→ **Exercise prompt**
Repeat exactly the lines below that lie between the line with "Transition::Deactivate if state.is_active()" and the line with "if transition == Transition::Attach", counting both of those lines as part of the answer.

Stored entries
++++++++++++++++++++

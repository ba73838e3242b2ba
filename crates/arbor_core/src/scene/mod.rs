//! Scene hierarchy: entities, components and the lifecycle engine driving them.
//!
//! The [`Hierarchy`] is an arena owning every node. Nodes own their children
//! and components; parents and registries are non-owning back-references.
//! All lifecycle propagation is synchronous and single-threaded: a command on
//! a node returns once its whole subtree has finished the transition.

mod capture;
mod component;
mod entity;
mod events;
mod hierarchy;
mod node;
mod path;
mod propagate;
mod query;
mod registry;
mod template;
#[cfg(test)]
mod testing;
mod units;

pub use capture::{CaptureDecision, CaptureHook, UnitFailure, UnitPhase};
pub use component::{AsAny, Component, ComponentQuery, DetachedComponent, Kind, UnitContext};
pub use entity::{ComponentId, Entity, EntityId};
pub use events::{HierarchyEvent, NameValidator, SubscriptionId};
pub use hierarchy::{ChildRef, Hierarchy};
pub use path::{PARENT_TOKEN, PATH_SEPARATOR, SELF_TOKEN};
pub use query::SearchOptions;
pub use registry::{RegistryId, SceneIndex, SceneRegistry};
pub use template::{TemplateInstantiator, TemplateRef};
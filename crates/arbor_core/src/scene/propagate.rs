// propagate.rs - Lifecycle commands and subtree sweeps
//
// Every sweep visits a node first, then its components in insertion order,
// then its children in sibling order (pre-order). A component callback error
// goes through the capture hook; `Suppress` keeps the sweep going, `Rethrow`
// aborts it and hands the error back to the caller.

use crate::error::{HierarchyError, Result, UnitResult};
use crate::lifecycle::{LifecycleError, LifecycleState, Transition};
use crate::scene::capture::{CaptureDecision, UnitFailure, UnitPhase};
use crate::scene::component::{ComponentSlot, UnitContext};
use crate::scene::hierarchy::record_mut;
use crate::scene::node::NodeRecord;
use crate::scene::{ComponentId, Entity, Hierarchy};

fn counter_key(transition: Transition) -> &'static str {
    match transition {
        Transition::Load => "transitions.load",
        Transition::Attach => "transitions.attach",
        Transition::Activate => "transitions.activate",
        Transition::Start => "transitions.start",
        Transition::Deactivate => "transitions.deactivate",
        Transition::Detach => "transitions.detach",
        Transition::Destroy => "transitions.destroy",
    }
}

impl Hierarchy {
    // ── Commands ──────────────────────────────────────────────────────

    /// Load a subtree. Already loaded descendants are left alone.
    pub fn load(&mut self, entity: Entity) -> Result<()> {
        self.node(entity)?.lifecycle.check(Transition::Load)?;
        self.timed("load", |tree| tree.sweep(entity, Transition::Load))
    }

    /// Attach a subtree. The node needs a parent or a registry.
    pub fn attach(&mut self, entity: Entity) -> Result<()> {
        let node = self.node(entity)?;
        if node.parent.is_none() && node.registry.is_none() {
            return Err(HierarchyError::NoOwner { entity });
        }
        node.lifecycle.check(Transition::Attach)?;
        self.timed("attach", |tree| tree.sweep(entity, Transition::Attach))
    }

    /// Activate a subtree.
    ///
    /// Nodes that are not hierarchy-enabled are skipped along with their
    /// descendants and stay attached.
    pub fn activate(&mut self, entity: Entity) -> Result<()> {
        let node = self.node(entity)?;
        if !node.hierarchy_enabled {
            return Ok(());
        }
        node.lifecycle.check(Transition::Activate)?;
        self.timed("activate", |tree| tree.sweep(entity, Transition::Activate))
    }

    /// Start an activated subtree. Inactive descendants are skipped.
    pub fn start(&mut self, entity: Entity) -> Result<()> {
        self.node(entity)?.lifecycle.check(Transition::Start)?;
        self.timed("start", |tree| tree.sweep(entity, Transition::Start))
    }

    /// Deactivate a subtree. No-op for anything not active.
    pub fn deactivate(&mut self, entity: Entity) -> Result<()> {
        self.node(entity)?;
        self.timed("deactivate", |tree| tree.sweep(entity, Transition::Deactivate))
    }

    /// Tear a subtree down to `Detached` without unlinking it.
    pub fn detach(&mut self, entity: Entity) -> Result<()> {
        self.force_state(entity, LifecycleState::Detached)
    }

    /// Destroy a node and everything below it.
    ///
    /// The node is first unlinked from its parent (or registry); its
    /// components are force-destroyed, then its children, then the node
    /// itself. The handle is invalid afterwards.
    pub fn destroy(&mut self, entity: Entity) -> Result<()> {
        let node = self.node(entity)?;
        let (parent, registered) = (node.parent, node.registry.is_some());
        if let Some(parent) = parent {
            self.detach_child(parent, entity)?;
        } else if registered {
            self.unregister_root(entity)?;
        }
        self.timed("destroy", |tree| tree.destroy_subtree(entity))
    }

    /// Drive a subtree through every intermediate transition down to
    /// `Detached` or `Destroyed`.
    pub fn force_state(&mut self, entity: Entity, target: LifecycleState) -> Result<()> {
        match target {
            LifecycleState::Detached => {
                self.node(entity)?;
                self.timed("detach", |tree| tree.force_subtree(entity, target))
            }
            LifecycleState::Destroyed => self.destroy(entity),
            target => Err(LifecycleError::InvalidForceTarget { target }.into()),
        }
    }

    /// Tick every started, enabled component in the subtree.
    pub fn update(&mut self, entity: Entity, dt: f32) -> Result<()> {
        self.node(entity)?;
        self.timed("update", |tree| tree.tick(entity, dt))
    }

    /// Cycle a node's own components through detach and back up to the
    /// node's current state. Children are not touched.
    pub fn reattach_components(&mut self, entity: Entity) -> Result<()> {
        let state = self.node(entity)?.lifecycle.state();
        self.sweep_units(entity, Transition::Deactivate)?;
        self.sweep_units(entity, Transition::Detach)?;
        if state.is_attached() {
            self.sweep_units(entity, Transition::Attach)?;
        }
        if state.is_active() {
            self.sweep_units(entity, Transition::Activate)?;
        }
        if state == LifecycleState::Started {
            self.sweep_units(entity, Transition::Start)?;
        }
        Ok(())
    }

    // ── Sweeps ────────────────────────────────────────────────────────

    fn timed<F>(&mut self, name: &'static str, sweep: F) -> Result<()>
    where
        F: FnOnce(&mut Self) -> Result<()>,
    {
        let timer = self.profiler.begin();
        let result = sweep(self);
        self.profiler.end(name, timer);
        result
    }

    /// Bring a freshly linked subtree up to its owner's state.
    pub(crate) fn catch_up(&mut self, entity: Entity, owner_state: LifecycleState) -> Result<()> {
        if owner_state.is_attached() {
            self.sweep(entity, Transition::Attach)?;
        }
        if owner_state.is_active() {
            self.sweep(entity, Transition::Activate)?;
        }
        if owner_state == LifecycleState::Started {
            self.sweep(entity, Transition::Start)?;
        }
        Ok(())
    }

    pub(crate) fn force_subtree(&mut self, entity: Entity, target: LifecycleState) -> Result<()> {
        match target {
            LifecycleState::Detached => {
                self.sweep(entity, Transition::Deactivate)?;
                self.sweep(entity, Transition::Detach)
            }
            LifecycleState::Destroyed => self.destroy(entity),
            target => Err(LifecycleError::InvalidForceTarget { target }.into()),
        }
    }

    fn sweep(&mut self, entity: Entity, transition: Transition) -> Result<()> {
        let node = self.node_mut(entity)?;
        let from = node.lifecycle.state();
        let skip = match transition {
            Transition::Load => from != LifecycleState::Unloaded,
            Transition::Activate => !node.hierarchy_enabled,
            Transition::Start => !from.is_active(),
            _ => false,
        };
        if skip {
            return Ok(());
        }
        // A descendant parked in a state the transition cannot leave (e.g.
        // force-detached under an active parent) sits the sweep out.
        let Ok(changed) = node.lifecycle.check(transition) else {
            return Ok(());
        };
        if changed {
            node.lifecycle.apply(transition)?;
            self.note_transition(entity, transition, from);
        }

        self.sweep_units(entity, transition)?;

        let children = self.node(entity)?.children.clone();
        for child in children {
            self.sweep(child, transition)?;
        }
        Ok(())
    }

    fn note_transition(&mut self, entity: Entity, transition: Transition, from: LifecycleState) {
        self.counters.increment(counter_key(transition), 1);
        tracing::debug!(
            entity = %entity,
            from = %from,
            to = %transition.target(),
            "entity transition"
        );
    }

    /// Move a node's components one step along with the node.
    pub(crate) fn sweep_units(&mut self, entity: Entity, transition: Transition) -> Result<()> {
        let count = self.node(entity)?.units.len();
        let mut unattached = Vec::new();

        for index in 0..count {
            let (state, enabled, id) = {
                let slot = &self.node(entity)?.units[index];
                (slot.lifecycle.state(), slot.enabled, slot.id)
            };
            match transition {
                Transition::Load if state == LifecycleState::Unloaded => {
                    self.step_unit(entity, index, transition)?;
                }
                Transition::Attach
                    if matches!(state, LifecycleState::Loaded | LifecycleState::Detached) =>
                {
                    if !self.step_unit(entity, index, transition)? {
                        unattached.push(id);
                    }
                }
                Transition::Activate
                    if enabled
                        && matches!(state, LifecycleState::Attached | LifecycleState::Deactivated) =>
                {
                    self.step_unit(entity, index, transition)?;
                }
                Transition::Start if state == LifecycleState::Activated => {
                    self.step_unit(entity, index, transition)?;
                }
                Transition::Deactivate if state.is_active() => {
                    self.step_unit(entity, index, transition)?;
                }
                Transition::Detach => self.force_unit(entity, index, LifecycleState::Detached)?,
                Transition::Destroy => self.force_unit(entity, index, LifecycleState::Destroyed)?,
                _ => {}
            }
        }

        if !unattached.is_empty() {
            self.report_unattached(entity, &unattached);
        }
        Ok(())
    }

    pub(crate) fn report_unattached(&mut self, entity: Entity, unattached: &[ComponentId]) {
        self.counters.increment("units.unattached", unattached.len());
        if self.settings.warn_unattached_units {
            tracing::warn!(
                entity = %entity,
                count = unattached.len(),
                components = ?unattached,
                "components failed to attach"
            );
        }
    }

    /// Apply one transition to one component and run its callback.
    ///
    /// Returns `Ok(false)` when the callback failed and the failure was
    /// suppressed. A failed attach rolls the component back to its previous
    /// state.
    pub(crate) fn step_unit(
        &mut self,
        entity: Entity,
        index: usize,
        transition: Transition,
    ) -> Result<bool> {
        let previous = {
            let slot = &mut self.node_mut(entity)?.units[index];
            let previous = slot.lifecycle.state();
            if !slot.lifecycle.apply(transition)? {
                return Ok(true);
            }
            previous
        };
        let Some(phase) = UnitPhase::from_transition(transition) else {
            return Ok(true);
        };

        let outcome = self.run_callback(entity, index, phase, |slot, ctx| {
            slot.invoke(transition, ctx)
        });
        if transition == Transition::Attach && !matches!(outcome, Ok(true)) {
            if let Ok(node) = self.node_mut(entity) {
                node.units[index].lifecycle.restore(previous);
            }
        }
        outcome
    }

    /// Walk one component down to `Detached` or `Destroyed`.
    pub(crate) fn force_unit(
        &mut self,
        entity: Entity,
        index: usize,
        target: LifecycleState,
    ) -> Result<()> {
        let path = self.node(entity)?.units[index]
            .lifecycle
            .teardown_path(target)?;
        for transition in path {
            self.step_unit(entity, index, transition)?;
        }
        Ok(())
    }

    /// Invoke a component callback with the capture hook in the loop.
    fn run_callback<F>(
        &mut self,
        entity: Entity,
        index: usize,
        phase: UnitPhase,
        callback: F,
    ) -> Result<bool>
    where
        F: FnOnce(&mut ComponentSlot, &UnitContext<'_>) -> UnitResult,
    {
        let Self {
            slots,
            capture,
            counters,
            ..
        } = self;
        let NodeRecord {
            id: owner_id,
            name,
            units,
            ..
        } = record_mut(slots, entity)?;
        let slot = &mut units[index];
        let ctx = UnitContext {
            owner: entity,
            owner_id: *owner_id,
            owner_name: name.as_str(),
            component: slot.id,
        };

        let Err(error) = callback(slot, &ctx) else {
            return Ok(true);
        };
        counters.increment("units.captured", 1);
        let failure = UnitFailure {
            entity,
            entity_id: *owner_id,
            component: slot.id,
            type_name: slot.type_name,
            phase,
            error: &error,
        };
        match capture.decide(&failure) {
            CaptureDecision::Suppress => Ok(false),
            CaptureDecision::Rethrow => Err(HierarchyError::Unit {
                entity,
                component: slot.id,
                phase,
                source: error,
            }),
        }
    }

    fn tick(&mut self, entity: Entity, dt: f32) -> Result<()> {
        let node = self.node(entity)?;
        if node.lifecycle.state() != LifecycleState::Started || !node.hierarchy_enabled {
            return Ok(());
        }
        let count = node.units.len();
        for index in 0..count {
            let slot = &self.node(entity)?.units[index];
            if slot.enabled && slot.lifecycle.state() == LifecycleState::Started {
                self.run_callback(entity, index, UnitPhase::Update, |slot, ctx| {
                    slot.update(ctx, dt)
                })?;
            }
        }

        let children = self.node(entity)?.children.clone();
        for child in children {
            self.tick(child, dt)?;
        }
        Ok(())
    }

    fn destroy_subtree(&mut self, entity: Entity) -> Result<()> {
        let from = self.node(entity)?.lifecycle.state();
        let count = self.node(entity)?.units.len();
        for index in 0..count {
            self.force_unit(entity, index, LifecycleState::Destroyed)?;
        }

        let (units, children) = {
            let node = self.node_mut(entity)?;
            node.child_ids.clear();
            (
                std::mem::take(&mut node.units),
                std::mem::take(&mut node.children),
            )
        };
        for unit in &units {
            self.component_owners.remove(&unit.id);
        }
        for child in children {
            self.destroy_subtree(child)?;
        }

        let node = self.node_mut(entity)?;
        for transition in node.lifecycle.teardown_path(LifecycleState::Destroyed)? {
            node.lifecycle.apply(transition)?;
        }
        self.note_transition(entity, Transition::Destroy, from);
        self.release(entity);
        Ok(())
    }
}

++++++++++++++++++++

→ **Finished exercise**
                Transition::Deactivate if state.is_active() => {
                    self.step_unit(entity, index, transition)?;
                }
                Transition::Detach => self.force_unit(entity, index, LifecycleState::Detached)?,
                Transition::Destroy => self.force_unit(entity, index, LifecycleState::Destroyed)?,
                _ => {}
            }
        }

        if !unattached.is_empty() {
            self.report_unattached(entity, &unattached);
        }
        Ok(())
    }

    pub(crate) fn report_unattached(&mut self, entity: Entity, unattached: &[ComponentId]) {
        self.counters.increment("units.unattached", unattached.len());
        if self.settings.warn_unattached_units {
            tracing::warn!(
                entity = %entity,
                count = unattached.len(),
                components = ?unattached,
                "components failed to attach"
            );
        }
    }

    /// Apply one transition to one component and run its callback.
    ///
    /// Returns `Ok(false)` when the callback failed and the failure was
    /// suppressed. A failed attach rolls the component back to its previous
    /// state.
    pub(crate) fn step_unit(
        &mut self,
        entity: Entity,
        index: usize,
        transition: Transition,
    ) -> Result<bool> {
        let previous = {
            let slot = &mut self.node_mut(entity)?.units[index];
            let previous = slot.lifecycle.state();
            if !slot.lifecycle.apply(transition)? {
                return Ok(true);
            }
            previous
        };
        let Some(phase) = UnitPhase::from_transition(transition) else {
            return Ok(true);
        };

        let outcome = self.run_callback(entity, index, phase, |slot, ctx| {
            slot.invoke(transition, ctx)
        });
        if transition == Transition::Attach && !matches!(outcome, Ok(true)) {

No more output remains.